• [RAW DATA]
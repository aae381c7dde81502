//! Turns a walked catalog tree into the hierarchy the sunburst chart reads.
use cvmfs_catalog::{ErrorKind, SiblingSizing, StopReason, Subtree};
use serde::{Deserialize, Serialize};

const BYTES_PER_MB: f64 = 1_048_576.0;

fn mb(bytes: u64) -> f64 {
    bytes as f64 / BYTES_PER_MB
}

fn is_false(b: &bool) -> bool {
    !b
}

/// A nested catalog that couldn't be read, as shown in the info panel.
#[derive(Clone, Debug, PartialEq, Serialize, Deserialize)]
pub struct MissingViz {
    pub path: String,
    pub hash: String,
    pub size_mb: f64,
    pub kind: ErrorKind,
    pub reason: String,
}

#[derive(Clone, Debug, PartialEq, Serialize, Deserialize)]
pub struct VizNode {
    pub label: String,
    pub path: String,
    /// Empty for virtual nodes.
    #[serde(default, skip_serializing_if = "String::is_empty")]
    pub hash: String,
    /// Weight in MB, used as input for the angular share.
    pub value: f64,
    /// The node's own size in MB, for the colour scale.
    pub color_metric: f64,
    /// Fraction of the full circle, 1.0 at the root.
    pub share: f64,
    #[serde(default, skip_serializing_if = "Option::is_none")]
    pub stopped: Option<StopReason>,
    /// An intermediate path segment without a catalog of its own.
    #[serde(default, skip_serializing_if = "is_false")]
    pub virtual_dir: bool,
    #[serde(default, skip_serializing_if = "Vec::is_empty")]
    pub missing: Vec<MissingViz>,
    #[serde(default, skip_serializing_if = "is_false")]
    pub incomplete: bool,
    #[serde(default, skip_serializing_if = "Vec::is_empty")]
    pub children: Vec<VizNode>,
}

impl VizNode {
    fn virtual_dir(label: &str, path: String) -> Self {
        VizNode {
            label: label.to_string(),
            path,
            hash: String::new(),
            value: 0.0,
            color_metric: 0.0,
            share: 0.0,
            stopped: None,
            virtual_dir: true,
            missing: vec![],
            incomplete: false,
            children: vec![],
        }
    }

    /// Iterates over this node and all its descendants, in pre-order.
    pub fn iter(&self) -> impl Iterator<Item = &VizNode> {
        let mut stack = vec![self];
        std::iter::from_fn(move || {
            let current = stack.pop()?;
            stack.extend(current.children.iter().rev());
            Some(current)
        })
    }
}

#[derive(Clone, Copy, Debug, PartialEq, Eq, Serialize, Deserialize)]
#[serde(default, deny_unknown_fields)]
pub struct AggregateConfig {
    pub sizing: SiblingSizing,
    /// Use own plus descendant sizes as the weight, instead of own size.
    pub cumulative: bool,
    /// Insert intermediate nodes for path segments between a catalog and a
    /// deeper nested one.
    pub virtual_dirs: bool,
}

impl Default for AggregateConfig {
    fn default() -> Self {
        Self {
            sizing: SiblingSizing::EqualAngle,
            cumulative: false,
            virtual_dirs: true,
        }
    }
}

/// Builds the visualisation tree. The root is labelled with the repository
/// name, everything else with the last segment of its path.
pub fn build_viz_tree(root: &Subtree, repo_name: &str, config: &AggregateConfig) -> VizNode {
    let mut tree = convert(root, config);
    tree.label = repo_name.to_string();

    if config.cumulative {
        accumulate(&mut tree);
    } else {
        fill_virtual(&mut tree);
    }

    tree.share = 1.0;
    assign_shares(&mut tree, config.sizing);
    tree
}

fn display_path(mount_path: &str) -> String {
    if mount_path.is_empty() {
        "/".to_string()
    } else {
        mount_path.to_string()
    }
}

fn convert(subtree: &Subtree, config: &AggregateConfig) -> VizNode {
    let node = subtree.node();
    let mount_path = &node.catalog.mount_path;

    let mut children = Vec::with_capacity(node.children.len());
    for child in &node.children {
        let viz = convert(child, config);
        let child_path = &child.node().catalog.mount_path;
        if config.virtual_dirs {
            let relative = child_path
                .strip_prefix(mount_path.as_str())
                .unwrap_or(child_path)
                .trim_start_matches('/');
            let segments: Vec<&str> = relative.split('/').collect();
            let intermediate = &segments[..segments.len().saturating_sub(1)];
            insert_below(&mut children, mount_path, intermediate, viz);
        } else {
            children.push(viz);
        }
    }

    let missing: Vec<MissingViz> = subtree
        .direct_missing()
        .iter()
        .map(|m| MissingViz {
            path: m.catalog.mount_path.clone(),
            hash: m.catalog.hash.to_string(),
            size_mb: mb(m.size),
            kind: m.kind,
            reason: m.reason.clone(),
        })
        .collect();

    VizNode {
        label: node.catalog.name().to_string(),
        path: display_path(mount_path),
        hash: node.catalog.hash.to_string(),
        value: mb(node.size),
        color_metric: mb(node.size),
        share: 0.0,
        stopped: node.stopped,
        virtual_dir: false,
        incomplete: !missing.is_empty(),
        missing,
        children,
    }
}

/// Appends `child` to `siblings`, below (possibly new) virtual nodes for
/// each of the `intermediate` segments. Virtual nodes keep the order in
/// which they were first needed.
fn insert_below(siblings: &mut Vec<VizNode>, base: &str, intermediate: &[&str], child: VizNode) {
    let (segment, rest) = match intermediate.split_first() {
        Some(split) => split,
        None => {
            siblings.push(child);
            return;
        }
    };

    let path = format!("{}/{}", base, segment);
    let idx = match siblings
        .iter()
        .position(|s| s.virtual_dir && s.path == path)
    {
        Some(idx) => idx,
        None => {
            siblings.push(VizNode::virtual_dir(segment, path.clone()));
            siblings.len() - 1
        }
    };

    insert_below(&mut siblings[idx].children, &path, rest, child);
}

/// Post-order: value becomes own plus all descendants.
fn accumulate(node: &mut VizNode) -> f64 {
    let below: f64 = node.children.iter_mut().map(accumulate).sum();
    node.value = node.color_metric + below;
    node.value
}

/// Virtual nodes have no size of their own, they weigh what their children
/// weigh.
fn fill_virtual(node: &mut VizNode) -> f64 {
    let below: f64 = node.children.iter_mut().map(fill_virtual).sum();
    if node.virtual_dir {
        node.value = below;
    }
    node.value
}

fn assign_shares(node: &mut VizNode, sizing: SiblingSizing) {
    let values: Vec<f64> = node.children.iter().map(|c| c.value).collect();
    let shares = sizing.split(node.share, &values);
    for (child, share) in node.children.iter_mut().zip(shares) {
        child.share = share;
        assign_shares(child, sizing);
    }
}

• [TASK GOAL] What is the number of lines in the listing that contain the word "they"? Give that number and nothing else.

• [EXERCISE SOLUTION] 2